Louise Herman, a pet owner who has relied on the clinic several times since it opened more than a decade ago says, “I was calling [our dog] to come inside from our large, fenced yard around 9 p.m. When she didn’t respond, I went outside and found her lying down, totally unresponsive. We rushed her to VEPC, where the vet couldn’t find a vein, so he used a scalpel to open a leg and was able to get an intravenous infusion going with the critical medication she needed. He saved her life. The vet told us this was the first time in 20 years he had to do that.”
This past November, as posted on the VEPC website, pet owner Raquel wrote “You guys are so amazing!! We had to take our chihuahua there a few times for emergencies. Tonight was no exception. We were devastated at the thought of leaving him. Not only is he receiving the best care, but Amanda sent us an update on him and a picture of him cuddled up on his blanket on one of their soft, cozy beds.”
VEPC emergency care specifically, with a cardiologist that sees appointments once a month. Referral to specialists in Denver can also be coordinated.
Additionally, VEPC can perform a variety of surgeries for issues like orthopedic, head and neck, soft tissue, thoracic and minimally invasive procedures.
VEPC veterinarian Alison Ordelheide recalled, “We had a three-week-old puppy come in suffering from pneumonia, and is now okay. Another dog, one and a half years old, had been very lethargic for a few days.” Turns out, she said, the animal had a urinary tract infection.
When trauma happens, she added, it can be a difficult situation for owners to comprehend. “I think it’s a psychological process, as many people are not quite prepared for the suddenness of the situation.”
Pathways Vet Alliance owns this and 390 other practices around the country, including 19 in Colorado, and is based in Austin, Texas.
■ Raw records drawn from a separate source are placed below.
//! Application Startup
//!
//! Application building and server initialization.

use std::sync::Arc;
use std::time::Duration;

use anyhow::Result;
use axum::Router;
use sqlx::PgPool;
use tokio::net::TcpListener;
use tower::ServiceBuilder;

use crate::application::relay::RealtimeRelay;
use crate::application::services::{
    LocalDelivery, MessagingService, MessagingServiceImpl, NotificationService,
    NotificationServiceImpl,
};
use crate::config::Settings;
use crate::domain::{ChatMessageRepository, InstanceId, NotificationRepository};
use crate::infrastructure::database;
use crate::infrastructure::pubsub::RedisBroker;
use crate::infrastructure::repositories::{PgChatMessageRepository, PgNotificationRepository};
use crate::presentation::http::{handlers::health, routes};
use crate::presentation::middleware::{cors, logging};
use crate::presentation::websocket::Gateway;

/// How long startup waits for the first broker connection
const BROKER_CONNECT_WAIT: Duration = Duration::from_secs(5);

/// Application state shared across handlers
#[derive(Clone)]
pub struct AppState {
    pub db: PgPool,
    pub relay: Arc<RealtimeRelay>,
    pub gateway: Arc<Gateway>,
    pub messaging: Arc<dyn MessagingService>,
    pub notifications: Arc<dyn NotificationService>,
    pub settings: Arc<Settings>,
}

impl AppState {
    /// Wire services around the given repositories and relay.
    pub fn new(
        db: PgPool,
        relay: Arc<RealtimeRelay>,
        messages: Arc<dyn ChatMessageRepository>,
        notifications: Arc<dyn NotificationRepository>,
        settings: Settings,
    ) -> Self {
        let gateway = Gateway::new(Arc::clone(&relay));
        let local: Arc<dyn LocalDelivery> = gateway.clone();

        Self {
            db,
            messaging: Arc::new(MessagingServiceImpl::new(
                messages,
                Arc::clone(&relay),
                Arc::clone(&local),
            )),
            notifications: Arc::new(NotificationServiceImpl::new(
                notifications,
                Arc::clone(&relay),
                local,
            )),
            relay,
            gateway,
            settings: Arc::new(settings),
        }
    }
}

/// Build the relay, connecting to Redis when a URL is configured.
///
/// Broker problems never fail startup: the relay falls back to
/// single-instance mode or keeps reconnecting in the background.
pub async fn build_relay(settings: &Settings) -> (Arc<RealtimeRelay>, Option<Arc<RedisBroker>>) {
    let instance_id = InstanceId::from_config(settings.relay.instance_id.as_deref());
    let namespace = settings.relay.namespace.clone();

    let Some(url) = settings.redis.broker_url() else {
        tracing::warn!("REDIS_URL not set, realtime relay limited to this instance");
        return (
            Arc::new(RealtimeRelay::single_instance(instance_id, namespace)),
            None,
        );
    };

    match RedisBroker::connect(url, &settings.relay.reconnect) {
        Ok((broker, inbound)) => {
            let broker = Arc::new(broker);
            if broker.wait_until_connected(BROKER_CONNECT_WAIT).await {
                tracing::info!("Redis broker connected");
            } else {
                tracing::warn!("Redis broker not reachable yet, continuing in degraded mode");
            }
            let relay = RealtimeRelay::with_broker(instance_id, namespace, broker.clone(), inbound);
            (Arc::new(relay), Some(broker))
        }
        Err(e) => {
            tracing::error!(error = %e, "Invalid Redis configuration, running single-instance");
            (
                Arc::new(RealtimeRelay::single_instance(instance_id, namespace)),
                None,
            )
        }
    }
}

/// Application instance
pub struct Application {
    listener: TcpListener,
    router: Router,
    broker: Option<Arc<RedisBroker>>,
}

impl Application {
    /// Build the application from settings
    pub async fn build(settings: Settings) -> Result<Self> {
        health::init_server_start();

        // Create database pool
        let db = database::create_pool(&settings.database).await?;
        database::run_migrations(&db).await?;
        tracing::info!("Database connection pool created");

        let (relay, broker) = build_relay(&settings).await;
        tracing::info!(
            instance = %relay.instance_id(),
            namespace = relay.namespace(),
            "Realtime relay ready"
        );

        let state = AppState::new(
            db.clone(),
            relay,
            Arc::new(PgChatMessageRepository::new(db.clone())),
            Arc::new(PgNotificationRepository::new(db)),
            settings.clone(),
        );

        // Build router with middleware
        let router = routes::create_router(state).layer(
            ServiceBuilder::new()
                .layer(logging::create_trace_layer())
                .layer(cors::create_cors_layer(&settings.cors)),
        );

        // Bind to address
        let addr = settings.server.socket_addr()?;
        let listener = TcpListener::bind(addr).await?;
        tracing::info!("Listening on {}", addr);

        Ok(Self {
            listener,
            router,
            broker,
        })
    }

    /// Run the server until stopped
    pub async fn run_until_stopped(self) -> Result<()> {
        axum::serve(self.listener, self.router)
            .with_graceful_shutdown(shutdown_signal())
            .await?;

        if let Some(broker) = self.broker {
            broker.shutdown().await;
        }
        tracing::info!("Server stopped");
        Ok(())
    }

    /// Get the bound address
    pub fn local_addr(&self) -> std::io::Result<std::net::SocketAddr> {
        self.listener.local_addr()
    }
}

async fn shutdown_signal() {
    if let Err(e) = tokio::signal::ctrl_c().await {
        tracing::error!(error = %e, "Failed to listen for shutdown signal");
        std::future::pending::<()>().await;
    }
    tracing::info!("Shutdown signal received");
}
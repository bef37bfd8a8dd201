//! Notification Repository Implementation

use async_trait::async_trait;
use chrono::{DateTime, Utc};
use sqlx::types::Json;
use sqlx::PgPool;
use uuid::Uuid;

use crate::domain::{Notification, NotificationRepository};
use crate::shared::error::AppError;

/// PostgreSQL notification repository implementation.
pub struct PgNotificationRepository {
    pool: PgPool,
}

impl PgNotificationRepository {
    pub fn new(pool: PgPool) -> Self {
        Self { pool }
    }
}

#[derive(Debug, sqlx::FromRow)]
struct NotificationRow {
    id: Uuid,
    user_id: i64,
    kind: String,
    title: String,
    body: Option<String>,
    data: Option<Json<serde_json::Value>>,
    read: bool,
    created_at: DateTime<Utc>,
}

impl From<NotificationRow> for Notification {
    fn from(row: NotificationRow) -> Self {
        Self {
            id: row.id,
            user_id: row.user_id,
            kind: row.kind,
            title: row.title,
            body: row.body,
            data: row.data.map(|Json(value)| value),
            read: row.read,
            created_at: row.created_at,
        }
    }
}

#[async_trait]
impl NotificationRepository for PgNotificationRepository {
    async fn create(&self, notification: &Notification) -> Result<Notification, AppError> {
        let row = sqlx::query_as::<_, NotificationRow>(
            r#"
            INSERT INTO notifications (id, user_id, kind, title, body, data, read, created_at)
            VALUES ($1, $2, $3, $4, $5, $6, $7, $8)
            RETURNING id, user_id, kind, title, body, data, read, created_at
            "#,
        )
        .bind(notification.id)
        .bind(notification.user_id)
        .bind(&notification.kind)
        .bind(&notification.title)
        .bind(&notification.body)
        .bind(notification.data.as_ref().map(Json))
        .bind(notification.read)
        .bind(notification.created_at)
        .fetch_one(&self.pool)
        .await?;

        Ok(row.into())
    }

    async fn find_by_user(
        &self,
        user_id: i64,
        unread_only: bool,
        limit: i64,
    ) -> Result<Vec<Notification>, AppError> {
        let rows = sqlx::query_as::<_, NotificationRow>(
            r#"
            SELECT id, user_id, kind, title, body, data, read, created_at
            FROM notifications
            WHERE user_id = $1 AND (NOT $2 OR NOT read)
            ORDER BY id DESC
            LIMIT $3
            "#,
        )
        .bind(user_id)
        .bind(unread_only)
        .bind(limit)
        .fetch_all(&self.pool)
        .await?;

        Ok(rows.into_iter().map(Notification::from).collect())
    }

    async fn mark_read(&self, user_id: i64, id: Uuid) -> Result<bool, AppError> {
        let result = sqlx::query(
            r#"
            UPDATE notifications
            SET read = TRUE
            WHERE id = $1 AND user_id = $2
            "#,
        )
        .bind(id)
        .bind(user_id)
        .execute(&self.pool)
        .await?;

        Ok(result.rows_affected() > 0)
    }
}
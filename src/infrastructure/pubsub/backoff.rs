//! Exponential Backoff with jitter (±20%) and a retry cap

use std::time::Duration;

use rand::Rng;

use crate::config::ReconnectSettings;

const JITTER: f64 = 0.2;

/// Reconnect delay schedule.
#[derive(Debug, Clone)]
pub struct ExponentialBackoff {
    initial: Duration,
    max: Duration,
    multiplier: f64,
    max_retries: u32,
    current: Duration,
    attempts: u32,
}

impl ExponentialBackoff {
    pub fn new(settings: &ReconnectSettings) -> Self {
        Self {
            initial: settings.initial_delay(),
            max: settings.max_delay().max(settings.initial_delay()),
            multiplier: settings.multiplier.max(1.0),
            max_retries: settings.max_retries,
            current: settings.initial_delay(),
            attempts: 0,
        }
    }

    /// Next delay, or `None` once the retry cap is exhausted.
    pub fn next_delay(&mut self) -> Option<Duration> {
        if self.attempts >= self.max_retries {
            return None;
        }
        self.attempts += 1;

        let base = self.current;
        let grown = base.as_secs_f64() * self.multiplier;
        self.current = Duration::from_secs_f64(grown.min(self.max.as_secs_f64()));

        let factor = rand::rng().random_range((1.0 - JITTER)..=(1.0 + JITTER));
        Some(Duration::from_secs_f64(base.as_secs_f64() * factor))
    }

    /// Forget previous failures after a successful connection.
    pub fn reset(&mut self) {
        self.current = self.initial;
        self.attempts = 0;
    }

    pub fn attempts(&self) -> u32 {
        self.attempts
    }
}
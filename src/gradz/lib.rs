//! # Gradz Architecture
//!
//! Gradz is a **UI-agnostic tagging library**. The CLI binary is just one client:
//! everything from `api.rs` inward takes regular Rust arguments, returns
//! `Result<CmdResult>`, and never touches stdout, stderr, or the process exit code.
//!
//! ## The Layers
//!
//! ```text
//! ┌─────────────────────────────────────────────────────────────┐
//! │  CLI Layer (args.rs, wired by main.rs)                      │
//! │  - Parses arguments, formats output, handles terminal I/O   │
//! └─────────────────────────────────────────────────────────────┘
//!                              │
//!                              ▼
//! ┌─────────────────────────────────────────────────────────────┐
//! │  API Layer (api.rs)                                         │
//! │  - Thin facade over commands                                │
//! │  - Loads thresholds, returns structured Result types        │
//! └─────────────────────────────────────────────────────────────┘
//!                              │
//!                              ▼
//! ┌─────────────────────────────────────────────────────────────┐
//! │  Command Layer (commands/*.rs)                              │
//! │  - Business logic: tag reconciliation, listing, settings    │
//! └─────────────────────────────────────────────────────────────┘
//!                              │
//!                              ▼
//! ┌─────────────────────────────────────────────────────────────┐
//! │  Storage Layer (store/)                                     │
//! │  - Abstract CollectionStore trait                           │
//! │  - FileStore (production), InMemoryStore (testing)          │
//! └─────────────────────────────────────────────────────────────┘
//! ```
//!
//! ## What gradz does
//!
//! Each flashcard carries review statistics: a lapse count, the current interval
//! in days, and a scaled ease factor. [`classify`] maps those numbers to one of
//! five difficulty labels (VeryHard / Hard / Medium / Easy / VeryEasy) against
//! the configurable [`config::Thresholds`]. The tag command then rewrites each
//! matched note's tag set so it carries exactly the computed label and nothing
//! else from the difficulty vocabulary, leaving unrelated tags alone.
//!
//! The card and note data lives in whatever backend implements
//! [`store::CollectionStore`]; gradz never owns a scheduler or a review UI.
//!
//! ## Testing Strategy
//!
//! The lion's share of tests lives next to the command and classifier logic as
//! `#[cfg(test)]` modules running against `InMemoryStore`. The `tests/`
//! directory exercises the compiled binary end to end against a temp
//! collection file.
//!
//! ## Module Overview
//!
//! - [`api`]: The API facade—entry point for all operations
//! - [`classify`]: The difficulty decision table
//! - [`commands`]: Business logic for each command
//! - [`config`]: Threshold configuration and persistence
//! - [`error`]: Error types
//! - [`model`]: Core data types (`Card`, `Note`, `Difficulty`)
//! - [`store`]: Storage abstraction and implementations

pub mod api;
pub mod classify;
pub mod commands;
pub mod config;
pub mod error;
pub mod model;
pub mod store;

pub use classify::classify;
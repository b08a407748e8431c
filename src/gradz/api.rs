//! # API Facade
//!
//! The API layer is a **thin facade** over the command layer: the single entry
//! point for all gradz operations, regardless of the UI driving them.
//!
//! It dispatches to command functions, loads the thresholds for a run, and
//! returns structured `Result<CmdResult>` values. No business logic, no I/O
//! formatting, no presentation concerns.
//!
//! ## Generic Over CollectionStore
//!
//! `GradzApi<S: CollectionStore>` is generic over the storage backend:
//! - Production: `GradzApi<FileStore>`
//! - Testing: `GradzApi<InMemoryStore>`

use crate::commands;
use crate::commands::config::ConfigAction;
use crate::config::Thresholds;
use crate::error::Result;
use crate::store::CollectionStore;
use std::path::{Path, PathBuf};

/// The main API facade for gradz operations.
///
/// All UI clients should interact through this API. Thresholds are loaded once
/// per tagging invocation from the configured directory.
pub struct GradzApi<S: CollectionStore> {
    store: S,
    config_dir: PathBuf,
}

impl<S: CollectionStore> GradzApi<S> {
    pub fn new(store: S, config_dir: PathBuf) -> Self {
        Self { store, config_dir }
    }

    /// Run the tag reconciler over the cards matched by `query`
    /// (every card when empty).
    pub fn assign_tags(&mut self, query: &str) -> Result<commands::CmdResult> {
        let cfg = Thresholds::load(&self.config_dir).unwrap_or_default();
        commands::tag::run(&mut self.store, query, &cfg)
    }

    /// Same as [`assign_tags`](Self::assign_tags) with explicit thresholds.
    pub fn assign_tags_with(
        &mut self,
        query: &str,
        cfg: &Thresholds,
    ) -> Result<commands::CmdResult> {
        commands::tag::run(&mut self.store, query, cfg)
    }

    pub fn list_notes(&self) -> Result<commands::CmdResult> {
        commands::list::run(&self.store)
    }

    pub fn config(&self, action: ConfigAction) -> Result<commands::CmdResult> {
        commands::config::run(&self.config_dir, action)
    }

    pub fn config_dir(&self) -> &Path {
        &self.config_dir
    }
}
use crate::commands::{CmdResult, NoteOverview};
use crate::error::Result;
use crate::store::CollectionStore;

/// Overview of every note: current difficulty tag, decks, and card count.
pub fn run<S: CollectionStore>(store: &S) -> Result<CmdResult> {
    let notes = store.list_notes()?;
    let cards = store.list_cards()?;

    let listed = notes
        .into_iter()
        .map(|note| {
            let mut decks: Vec<String> = cards
                .iter()
                .filter(|c| c.note_id == note.id)
                .map(|c| c.deck.clone())
                .collect();
            let count = decks.len();
            decks.sort();
            decks.dedup();

            NoteOverview {
                difficulty: note.difficulty(),
                decks,
                cards: count,
                note,
            }
        })
        .collect();

    Ok(CmdResult::default().with_listed(listed))
}
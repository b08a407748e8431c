//! Difficulty classification for reviewed cards.
//!
//! A card's review statistics are mapped to one of five labels by an ordered,
//! short-circuiting decision table:
//! - VeryHard and Hard are OR-rules (either many lapses or a low ease factor is
//!   enough on its own) and are checked first, so a frequently forgotten card is
//!   never labeled easy no matter how large its interval has grown.
//! - VeryEasy is an OR-rule checked before Easy, so a card meeting both ends up
//!   with the stronger label.
//! - Easy is an AND-rule: all three of its bounds must hold.
//! - Medium is the fall-through.
//!
//! Threshold ease values are configured as whole percentages and scaled by 10
//! before comparison against the card's stored factor (250% -> 2500).

use crate::config::Thresholds;
use crate::model::Difficulty;

/// Stored ease factors are 10x the displayed percentage.
const EASE_SCALE: u64 = 10;

/// Map one card's (lapses, interval, ease) to a difficulty label.
///
/// Total and deterministic: any inputs yield exactly one label, and exactly one
/// rule fires. Scaled percentage bounds are compared in u64 so an extreme
/// configured percentage cannot overflow.
pub fn classify(lapses: u32, interval: u32, ease: u32, cfg: &Thresholds) -> Difficulty {
    let ease = u64::from(ease);

    if lapses >= cfg.very_hard_lapses_min || ease < u64::from(cfg.very_hard_ease_max_pct) * EASE_SCALE
    {
        return Difficulty::VeryHard;
    }

    if lapses >= cfg.hard_lapses_min || ease < u64::from(cfg.hard_ease_max_pct) * EASE_SCALE {
        return Difficulty::Hard;
    }

    if interval >= cfg.very_easy_ivl_min
        || ease >= u64::from(cfg.very_easy_ease_min_pct) * EASE_SCALE
    {
        return Difficulty::VeryEasy;
    }

    if lapses <= cfg.easy_lapses_max
        && interval >= cfg.easy_ivl_min
        && ease >= u64::from(cfg.easy_ease_min_pct) * EASE_SCALE
    {
        return Difficulty::Easy;
    }

    Difficulty::Medium
}
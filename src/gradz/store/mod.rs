//! # Storage Layer
//!
//! This module defines the storage abstraction for gradz. The
//! [`CollectionStore`] trait is the seam between the tagging logic and whatever
//! actually holds the cards and notes.
//!
//! ## Design Rationale
//!
//! Storage is abstracted behind a trait to:
//! - Enable **testing** with `InMemoryStore` (no filesystem needed)
//! - Allow **other backends** (a live review app, a database) without changing
//!   the reconciler
//! - Keep the classification and tag-rewrite logic **decoupled** from
//!   persistence details
//!
//! ## Implementations
//!
//! - [`fs::FileStore`]: a single JSON collection file with `cards` and `notes`
//!   arrays, reloaded per operation
//! - [`memory::InMemoryStore`]: in-memory storage for tests, with fixtures
//!
//! ## Query Dialect
//!
//! `find_cards` takes a free-text selection query. The built-in stores support
//! a small dialect modeled on the original host's card search:
//!
//! - empty or whitespace: every card
//! - `tag:NAME`: cards whose note carries the tag (case-insensitive)
//! - `deck:NAME`: cards in the named deck (case-insensitive)
//! - anything else: case-insensitive substring over the note's fields
//!
//! The returned order is the store's card order and is observable: when a note
//! has several matching cards, the label of the last one wins.

use crate::error::Result;
use crate::model::{Card, CardId, Note, NoteId};

pub mod fs;
pub mod memory;

/// Abstract interface to a card/note collection.
///
/// The reconciler assumes exclusive access for the duration of one invocation;
/// implementations are not required to tolerate concurrent callers.
pub trait CollectionStore {
    /// Ordered ids of the cards matching a selection query (all cards when the
    /// query is empty)
    fn find_cards(&self, query: &str) -> Result<Vec<CardId>>;

    /// Get a card by id
    fn get_card(&self, id: CardId) -> Result<Card>;

    /// Get a note by id
    fn get_note(&self, id: NoteId) -> Result<Note>;

    /// Persist a note's current tag set (touches its updated_at stamp)
    fn update_note(&mut self, note: &Note) -> Result<()>;

    /// All notes in the collection
    fn list_notes(&self) -> Result<Vec<Note>>;

    /// All cards in the collection
    fn list_cards(&self) -> Result<Vec<Card>>;
}

/// Parsed form of the selection query dialect shared by the built-in stores.
#[derive(Debug, Clone, PartialEq, Eq)]
pub(crate) enum Query {
    All,
    Tag(String),
    Deck(String),
    Text(String),
}

impl Query {
    pub(crate) fn parse(raw: &str) -> Self {
        let raw = raw.trim();
        if raw.is_empty() {
            Query::All
        } else if let Some(name) = raw.strip_prefix("tag:") {
            Query::Tag(name.to_string())
        } else if let Some(name) = raw.strip_prefix("deck:") {
            Query::Deck(name.to_string())
        } else {
            Query::Text(raw.to_lowercase())
        }
    }

    pub(crate) fn matches(&self, card: &Card, note: Option<&Note>) -> bool {
        match self {
            Query::All => true,
            Query::Tag(name) => note
                .map(|n| n.tags.iter().any(|t| t.eq_ignore_ascii_case(name)))
                .unwrap_or(false),
            Query::Deck(name) => card.deck.eq_ignore_ascii_case(name),
            Query::Text(term) => note
                .map(|n| n.fields.iter().any(|f| f.to_lowercase().contains(term)))
                .unwrap_or(false),
        }
    }
}

#[cfg(test)]
mod tests {
    use super::*;

    #[test]
    fn test_parse_query_forms() {
        assert_eq!(Query::parse(""), Query::All);
        assert_eq!(Query::parse("   "), Query::All);
        assert_eq!(Query::parse("tag:leech"), Query::Tag("leech".to_string()));
        assert_eq!(Query::parse("deck:French"), Query::Deck("French".to_string()));
        assert_eq!(Query::parse("Bonjour"), Query::Text("bonjour".to_string()));
    }

    #[test]
    fn test_text_match_is_case_insensitive() {
        let card = Card {
            id: CardId(1),
            note_id: NoteId(1),
            deck: "French".to_string(),
            lapses: 0,
            interval: 0,
            ease: 2500,
            reps: 0,
        };
        let mut note = Note::new(NoteId(1), vec!["Bonjour".to_string(), "Hello".to_string()]);
        note.tags = vec!["vocab".to_string()];

        assert!(Query::parse("bonjour").matches(&card, Some(&note)));
        assert!(Query::parse("tag:VOCAB").matches(&card, Some(&note)));
        assert!(Query::parse("deck:french").matches(&card, Some(&note)));
        assert!(!Query::parse("tag:grammar").matches(&card, Some(&note)));
        assert!(!Query::parse("goodbye").matches(&card, Some(&note)));
    }

    #[test]
    fn test_orphan_card_only_matches_all_and_deck() {
        let card = Card {
            id: CardId(1),
            note_id: NoteId(99),
            deck: "Default".to_string(),
            lapses: 0,
            interval: 0,
            ease: 2500,
            reps: 0,
        };
        assert!(Query::parse("").matches(&card, None));
        assert!(Query::parse("deck:Default").matches(&card, None));
        assert!(!Query::parse("tag:x").matches(&card, None));
        assert!(!Query::parse("anything").matches(&card, None));
    }
}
Valley Emergency Pet Care is located at 180 Fiou Lane in Basalt and is open 5 p.m. to 6 a.m., Monday through Friday, and all day and night on weekends. They can be reached at 970-927-5066.
When to call an emergency vet
from the American Veterinary Medical Association
- Severe bleeding or bleeding that doesn’t stop within five minutes
- Choking, difficulty breathing or non-stop coughing and gagging
- Bleeding from nose, mouth, rectum, coughing up blood or blood in urine
- Inability to urinate or pass feces, or obvious pain associated with urinating or passing stool
- Injuries to your pet’s eye(s)
- You suspect or know your pet has eaten something poisonous (such as antifreeze, xylitol, chocolate, rodent poison, etc.)
- Seizures and/or staggering
- Fractured bones, severe lameness or inability to move leg(s)
- Obvious signs of pain or extreme anxiety
- Heat stress or heat stroke
- Severe vomiting or diarrhea — more than two episodes in a 24-hour period, or either of these combined with obvious illness or any of the other problems listed here
- Refusal to drink for 24 hours or more
- Any concern about your pet’s health warrants, at minimum, a call to your veterinarian.